Persons registering under Article 12 receive a VAT identification number with an “MT” prefix.

  • Article 10 Registration:


This is the most common type of registration. Businesses with annual turnover exceeding the applicable thresholds for taxable supplies must register under this Article.  Article 10 registration also applies to sellers from other EU member states making distance sales to non-taxable customers in Malta. Businesses registered under Article 10 are given a VAT identification number with an “MT” prefix. If you are registered under article 10 you need to;

  • Issue fiscal receipts or tax invoices on all supplies made.
  • VAT Return submissions normally need to be submitted for a tax period of three months by not later than 6 weeks after the end of the tax period, or as directed by the Commissioner.

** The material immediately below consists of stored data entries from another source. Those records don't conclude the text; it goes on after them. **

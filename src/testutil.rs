//! Shared fixtures for the test modules: an in-memory filesystem that
//! records every access, a hook that records its invocations, and a
//! driver that runs a command script through the real dispatch loop over
//! an in-memory control connection.

use std::collections::HashMap;
use std::io;
use std::sync::{Arc, Mutex};
use std::time::{Duration, UNIX_EPOCH};

use async_trait::async_trait;
use tokio::io::{AsyncRead, AsyncReadExt, AsyncWrite, AsyncWriteExt, BufReader, DuplexStream};
use tokio::sync::watch;

use crate::config::Config;
use crate::core_auth::{is_anonymous, Authenticator};
use crate::core_ftpcommand::ftpcommand::FtpRequest;
use crate::core_ftpcommand::handlers::initialize_command_handlers;
use crate::core_network::connection::ConnectionManager;
use crate::core_network::network::{drive_session, SessionEnd};
use crate::core_plugin::{PluginChain, PluginHook, Verdict};
use crate::core_stats::FtpStatistics;
use crate::core_vfs::{
    normalize_virtual_path, DirEntryInfo, FileObject, FileSystemFactory, FileSystemView, FsError,
};
use crate::reply::ReplyWriter;
use crate::server::ServerContext;
use crate::session::Session;

// ---------------------------------------------------------------------
// Mock filesystem

#[derive(Clone)]
pub struct MockEntry {
    pub is_dir: bool,
    pub can_delete: bool,
    pub delete_succeeds: bool,
    pub size: u64,
}

impl MockEntry {
    pub fn file() -> Self {
        MockEntry {
            is_dir: false,
            can_delete: true,
            delete_succeeds: true,
            size: 0,
        }
    }

    pub fn dir() -> Self {
        MockEntry {
            is_dir: true,
            ..MockEntry::file()
        }
    }

    pub fn protected(mut self) -> Self {
        self.can_delete = false;
        self
    }

    pub fn failing_delete(mut self) -> Self {
        self.delete_succeeds = false;
        self
    }
}

#[derive(Default)]
struct MockFsInner {
    files: HashMap<String, MockEntry>,
    resolves: Vec<String>,
    deleted: Vec<String>,
}

/// Shared state behind every view a `MockFileSystemFactory` hands out, so
/// tests can seed files and inspect what the handlers touched.
#[derive(Clone, Default)]
pub struct MockFsState {
    inner: Arc<Mutex<MockFsInner>>,
}

impl MockFsState {
    pub fn add(&self, path: &str, entry: MockEntry) {
        self.inner
            .lock()
            .unwrap()
            .files
            .insert(path.to_string(), entry);
    }

    pub fn contains(&self, path: &str) -> bool {
        self.inner.lock().unwrap().files.contains_key(path)
    }

    /// Every path the handlers asked to resolve, in order.
    pub fn resolves(&self) -> Vec<String> {
        self.inner.lock().unwrap().resolves.clone()
    }

    pub fn deleted(&self) -> Vec<String> {
        self.inner.lock().unwrap().deleted.clone()
    }
}

pub struct MockFileSystemFactory {
    state: MockFsState,
}

impl MockFileSystemFactory {
    pub fn new(state: MockFsState) -> Self {
        MockFileSystemFactory { state }
    }
}

impl FileSystemFactory for MockFileSystemFactory {
    fn create_view(&self, _user: &str) -> anyhow::Result<Box<dyn FileSystemView>> {
        Ok(Box::new(MockFileSystem {
            state: self.state.clone(),
            current_dir: String::from("/"),
        }))
    }
}

pub struct MockFileSystem {
    state: MockFsState,
    current_dir: String,
}

#[async_trait]
impl FileSystemView for MockFileSystem {
    fn current_directory(&self) -> &str {
        &self.current_dir
    }

    async fn change_directory(&mut self, path: &str) -> bool {
        let target = normalize_virtual_path(&self.current_dir, path);
        let inner = self.state.inner.lock().unwrap();
        let ok = target == "/" || inner.files.get(&target).is_some_and(|e| e.is_dir);
        drop(inner);
        if ok {
            self.current_dir = target;
        }
        ok
    }

    async fn resolve(&self, path: &str) -> Result<Box<dyn FileObject>, FsError> {
        let full = normalize_virtual_path(&self.current_dir, path);
        let mut inner = self.state.inner.lock().unwrap();
        inner.resolves.push(full.clone());
        let entry = inner.files.get(&full).cloned();
        drop(inner);
        Ok(Box::new(MockFile {
            path: full,
            entry,
            state: self.state.clone(),
        }))
    }

    async fn rename(&self, source: &dyn FileObject, target: &dyn FileObject) -> bool {
        let mut inner = self.state.inner.lock().unwrap();
        match inner.files.remove(source.full_name()) {
            Some(entry) => {
                inner.files.insert(target.full_name().to_string(), entry);
                true
            }
            None => false,
        }
    }
}

pub struct MockFile {
    path: String,
    entry: Option<MockEntry>,
    state: MockFsState,
}

#[async_trait]
impl FileObject for MockFile {
    fn full_name(&self) -> &str {
        &self.path
    }

    fn exists(&self) -> bool {
        self.entry.is_some()
    }

    fn is_directory(&self) -> bool {
        self.entry.as_ref().is_some_and(|e| e.is_dir)
    }

    fn is_file(&self) -> bool {
        self.entry.as_ref().is_some_and(|e| !e.is_dir)
    }

    fn can_read(&self) -> bool {
        self.exists()
    }

    fn can_write(&self) -> bool {
        true
    }

    fn can_delete(&self) -> bool {
        self.entry.as_ref().is_some_and(|e| e.can_delete)
    }

    fn can_rename(&self) -> bool {
        self.can_delete()
    }

    fn can_mkdir(&self) -> bool {
        self.entry.is_none()
    }

    fn size(&self) -> u64 {
        self.entry.as_ref().map(|e| e.size).unwrap_or(0)
    }

    fn modified(&self) -> Option<std::time::SystemTime> {
        self.entry.as_ref().map(|_| UNIX_EPOCH)
    }

    async fn delete(&self) -> bool {
        let succeeds = self
            .entry
            .as_ref()
            .is_some_and(|e| e.delete_succeeds);
        if succeeds {
            let mut inner = self.state.inner.lock().unwrap();
            inner.files.remove(&self.path);
            inner.deleted.push(self.path.clone());
        }
        succeeds
    }

    async fn mkdir(&self) -> bool {
        self.state.add(&self.path, MockEntry::dir());
        true
    }

    async fn set_modified(&self, _mtime: std::time::SystemTime) -> bool {
        self.exists()
    }

    async fn open_read(&self, _offset: u64) -> io::Result<Box<dyn AsyncRead + Send + Unpin>> {
        Err(io::Error::new(
            io::ErrorKind::Unsupported,
            "mock filesystem has no content",
        ))
    }

    async fn open_write(&self, _offset: u64) -> io::Result<Box<dyn AsyncWrite + Send + Unpin>> {
        Err(io::Error::new(
            io::ErrorKind::Unsupported,
            "mock filesystem has no content",
        ))
    }

    async fn list(&self) -> io::Result<Vec<DirEntryInfo>> {
        Ok(Vec::new())
    }
}

// ---------------------------------------------------------------------
// Recording hook

/// Hook that appends `name:phase:VERB` to a shared event log and returns
/// a configurable verdict per phase.
pub struct RecordingHook {
    name: &'static str,
    events: Arc<Mutex<Vec<String>>>,
    start_verdict: Mutex<Verdict>,
    end_verdict: Mutex<Verdict>,
}

impl RecordingHook {
    pub fn new(name: &'static str) -> Self {
        RecordingHook {
            name,
            events: Arc::new(Mutex::new(Vec::new())),
            start_verdict: Mutex::new(Verdict::Continue),
            end_verdict: Mutex::new(Verdict::Continue),
        }
    }

    pub fn events(&self) -> Arc<Mutex<Vec<String>>> {
        Arc::clone(&self.events)
    }

    pub fn set_start_verdict(&self, verdict: Verdict) {
        *self.start_verdict.lock().unwrap() = verdict;
    }

    pub fn set_end_verdict(&self, verdict: Verdict) {
        *self.end_verdict.lock().unwrap() = verdict;
    }

    /// Rebinds this hook to an event log shared with other hooks, so one
    /// log shows the interleaving across the whole chain.
    pub fn share_events(mut self, events: &Arc<Mutex<Vec<String>>>) -> Self {
        self.events = Arc::clone(events);
        self
    }
}

#[async_trait]
impl PluginHook for RecordingHook {
    async fn on_command_start(
        &self,
        _session: &mut Session,
        request: &FtpRequest,
        _reply: &mut ReplyWriter,
    ) -> anyhow::Result<Verdict> {
        self.events
            .lock()
            .unwrap()
            .push(format!("{}:start:{}", self.name, request.verb()));
        Ok(*self.start_verdict.lock().unwrap())
    }

    async fn on_command_end(
        &self,
        _session: &mut Session,
        request: &FtpRequest,
        _reply: &mut ReplyWriter,
    ) -> anyhow::Result<Verdict> {
        self.events
            .lock()
            .unwrap()
            .push(format!("{}:end:{}", self.name, request.verb()));
        Ok(*self.end_verdict.lock().unwrap())
    }
}

// ---------------------------------------------------------------------
// Context, session and dispatch-loop fixtures

struct TestAuthenticator;

impl Authenticator for TestAuthenticator {
    fn authenticate(&self, user: &str, password: &str) -> bool {
        is_anonymous(user) || (user == "alice" && password == "secret")
    }
}

pub fn test_context() -> ServerContext {
    test_context_with(MockFsState::default(), PluginChain::new())
}

pub fn test_context_with(state: MockFsState, plugins: PluginChain) -> ServerContext {
    ServerContext {
        config: Arc::new(Config::default()),
        registry: initialize_command_handlers(),
        plugins,
        stats: Arc::new(FtpStatistics::new()),
        authenticator: Arc::new(TestAuthenticator),
        fs_factory: Arc::new(MockFileSystemFactory::new(state)),
        connections: ConnectionManager::new(4),
    }
}

pub fn test_session() -> Session {
    test_session_with(MockFsState::default())
}

pub fn test_session_with(state: MockFsState) -> Session {
    Session::new(
        1,
        "127.0.0.1:40000".parse().unwrap(),
        "127.0.0.1:2121".parse().unwrap(),
        Box::new(MockFileSystem {
            state,
            current_dir: String::from("/"),
        }),
        Duration::from_secs(1),
    )
}

/// A reply writer over an in-memory stream, plus the peer end to read the
/// written replies from.
pub fn reply_pipe() -> (ReplyWriter, DuplexStream) {
    let (client, server) = tokio::io::duplex(4096);
    (ReplyWriter::new(Box::new(server)), client)
}

/// Feeds a command script through the real dispatch loop over an in-memory
/// control connection and returns how the loop ended plus everything the
/// server wrote. The 220 greeting is not part of the output; the loop
/// starts after it.
pub async fn run_session(
    ctx: &ServerContext,
    session: &mut Session,
    script: &str,
) -> (SessionEnd, String) {
    let (client, server) = tokio::io::duplex(16 * 1024);
    let (server_read, server_write) = tokio::io::split(server);
    let (mut client_read, mut client_write) = tokio::io::split(client);
    let mut reader = BufReader::new(server_read);
    let mut reply = ReplyWriter::new(Box::new(server_write));
    let (_close_tx, mut close_rx) = watch::channel(false);

    client_write.write_all(script.as_bytes()).await.unwrap();
    client_write.shutdown().await.unwrap();

    let end = drive_session(&mut reader, &mut reply, session, ctx, &mut close_rx)
        .await
        .unwrap();

    drop(reader);
    drop(reply);
    let mut output = String::new();
    client_read.read_to_string(&mut output).await.unwrap();
    (end, output)
}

If you supply goods or services and the annual turnover does not exceed the established entry threshold, you may register for VAT as exempt under article 11. However, you may instead opt to register for VAT under article 10 to charge VAT and claim a deduction of the VAT incurred in the normal way. If you decide to opt for the latter option, then you are required to remain under article 10 for a minimum of thirty-six months. It is only after that period that you would be able to register under article 11 and provided that the exit threshold is not exceeded.

Import Duty

Imports from outside the EU are also subject to import duty. Customs duty is calculated as a percentage of the customs value of the goods. The percentage or rate varies depending on the type of goods. The tariff applicable shall be verified in the TARIC database. The customs value is made up of the price paid for the goods, the insurance cost, and the shipping cost. The law provides for several exemptions, including exemptions on temporary Importations.

Excise Duty

Excise duty is charged on excise goods produced in or imported into Malta and released for consumption in Malta. Excise Duty is a national tax, imposed by the Excise Duty Act – Chapter 382 of the Laws of Malta, on certain goods and commodities which are consumed or made use of, as in the case of a service, in Malta.

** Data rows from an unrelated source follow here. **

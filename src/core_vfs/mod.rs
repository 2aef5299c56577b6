pub mod native;

use std::io;
use std::time::SystemTime;

use async_trait::async_trait;
use thiserror::Error;
use tokio::io::{AsyncRead, AsyncWrite};

/// Failure to resolve a path to a file object. Handlers translate these to
/// a 550 reply; resolution failures are never propagated as hard errors.
#[derive(Error, Debug)]
pub enum FsError {
    #[error("no such file or directory: {0}")]
    NotFound(String),
    #[error(transparent)]
    Io(#[from] io::Error),
}

/// One directory-listing entry, as produced by `FileObject::list`.
#[derive(Debug, Clone)]
pub struct DirEntryInfo {
    pub name: String,
    pub is_dir: bool,
    pub size: u64,
    pub modified: Option<SystemTime>,
}

/// A resolved path inside the served tree. Carries the canonical virtual
/// name, existence and kind flags, per-operation capability queries, and
/// the mutating operations themselves. Mutations report ordinary failure
/// through their `bool` return; they never panic the session.
///
/// Objects are resolved fresh for every command and never cached across
/// commands, since the underlying filesystem may change between them.
#[async_trait]
pub trait FileObject: Send + Sync {
    /// Canonical absolute virtual path, used for replies and logging
    /// instead of the raw client-supplied argument.
    fn full_name(&self) -> &str;

    fn exists(&self) -> bool;
    fn is_directory(&self) -> bool;
    fn is_file(&self) -> bool;

    fn can_read(&self) -> bool;
    fn can_write(&self) -> bool;
    fn can_delete(&self) -> bool;
    fn can_rename(&self) -> bool;
    fn can_mkdir(&self) -> bool;

    fn size(&self) -> u64;
    fn modified(&self) -> Option<SystemTime>;

    async fn delete(&self) -> bool;
    async fn mkdir(&self) -> bool;
    async fn set_modified(&self, mtime: SystemTime) -> bool;

    async fn open_read(&self, offset: u64) -> io::Result<Box<dyn AsyncRead + Send + Unpin>>;
    async fn open_write(&self, offset: u64) -> io::Result<Box<dyn AsyncWrite + Send + Unpin>>;
    async fn list(&self) -> io::Result<Vec<DirEntryInfo>>;
}

/// Session-scoped view of a hierarchical storage backend. Each session owns
/// exactly one view; views are never shared across sessions, so the view
/// itself needs no locking.
#[async_trait]
pub trait FileSystemView: Send {
    /// Current working directory as an absolute virtual path.
    fn current_directory(&self) -> &str;

    /// Changes the working directory; false when the target does not exist
    /// or is not a directory.
    async fn change_directory(&mut self, path: &str) -> bool;

    /// Resolves a client-supplied path (absolute or relative to the working
    /// directory) to a file object. A path that points at nothing valid
    /// still resolves, with `exists()` false, so handlers can distinguish
    /// "missing" from "cannot be created here".
    async fn resolve(&self, path: &str) -> Result<Box<dyn FileObject>, FsError>;

    /// Moves `source` to `target`; both were resolved through this view.
    async fn rename(&self, source: &dyn FileObject, target: &dyn FileObject) -> bool;
}

/// Creates one view per session. A fresh view is also created when a login
/// completes, so pre-login browsing state never leaks into the account.
pub trait FileSystemFactory: Send + Sync {
    fn create_view(&self, user: &str) -> anyhow::Result<Box<dyn FileSystemView>>;
}

/// Collapses `.` and `..` components lexically, anchored at the virtual
/// root. `..` at the root stays at the root, so a resolved virtual path can
/// never name anything above the served tree.
pub fn normalize_virtual_path(current_dir: &str, path: &str) -> String {
    let joined = if path.starts_with('/') {
        path.to_string()
    } else {
        format!("{}/{}", current_dir.trim_end_matches('/'), path)
    };

    let mut parts: Vec<&str> = Vec::new();
    for component in joined.split('/') {
        match component {
            "" | "." => {}
            ".." => {
                parts.pop();
            }
            name => parts.push(name),
        }
    }

    if parts.is_empty() {
        String::from("/")
    } else {
        format!("/{}", parts.join("/"))
    }
}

Duty on Documents and Transfers

A duty on documents and transfers (stamp duty) is levied on documents relating to transfers of property, contracts of exchange, auction sales relating to immovable property, marketable securities (including shares) and insurance policies. There are various rates of Duty on documents such as:

  • The default rate of duty applicable to the transfer of any immovable property or any real right over an immovable property, is of €5 for every €100 the higher of consideration for the transfer or market value.
  • When the person acquiring the property or any real right over such property for the purpose of establishing therein or constructing thereon his sole ordinary residence, the duty charged is reduced to €3.50 per every €100 or part thereof on the first €150,000 paid. The value in excess of the first €150,000 is subject to the default duty rate of €5 for every €100 or part thereof.
  • Marketable securities (2% or 5% in the case of transfers of shares in property companies)

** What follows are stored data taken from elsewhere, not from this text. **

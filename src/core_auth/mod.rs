use log::warn;
use regex::Regex;

use crate::config::AuthConfig;
use crate::constants::USERNAME_REGEX;

/// Credential check at the USER/PASS boundary. The concrete store behind it
/// (config file, external database) is not this layer's business.
pub trait Authenticator: Send + Sync {
    fn authenticate(&self, user: &str, password: &str) -> bool;
}

/// Accepts the conventional anonymous account names with any password.
pub fn is_anonymous(user: &str) -> bool {
    user.eq_ignore_ascii_case("anonymous") || user.eq_ignore_ascii_case("ftp")
}

/// Rejects user names the server would not accept anywhere else either.
pub fn is_valid_username(user: &str) -> bool {
    Regex::new(USERNAME_REGEX)
        .map(|re| re.is_match(user))
        .unwrap_or(false)
}

/// Authenticator backed by the `[auth]` configuration section: optional
/// anonymous access plus named accounts with bcrypt password hashes.
pub struct ConfigAuthenticator {
    auth: AuthConfig,
}

impl ConfigAuthenticator {
    pub fn new(auth: AuthConfig) -> Self {
        ConfigAuthenticator { auth }
    }
}

impl Authenticator for ConfigAuthenticator {
    fn authenticate(&self, user: &str, password: &str) -> bool {
        if is_anonymous(user) {
            return self.auth.anonymous_enabled;
        }
        let Some(entry) = self.auth.users.iter().find(|u| u.name == user) else {
            return false;
        };
        match bcrypt::verify(password, &entry.password_hash) {
            Ok(matched) => matched,
            Err(err) => {
                warn!("Unusable password hash for user {}: {}", user, err);
                false
            }
        }
    }
}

Duty exemptions also apply, such as duty on Spouse’s consequent to a consensual or judicial separation between spouses, death of spouse , partition of property held in common between spouses, transfers of immovable between companies forming part of the same group, transfers of shares upon certain restructuring of holdings within a group of companies, transfer of immovable property by a company to its shareholder (Shareholder is an individual or his spouse who owns or own, directly or indirectly, not less than 95% of the share capital and voting rights of the said company) in the course of winding up or in the course of a distribution of assets pursuant to a scheme of distribution, subject to certain conditions and a reduced rate of duty on the acquisition of property to be used as one’s ordinary residence. Other exemptions apply.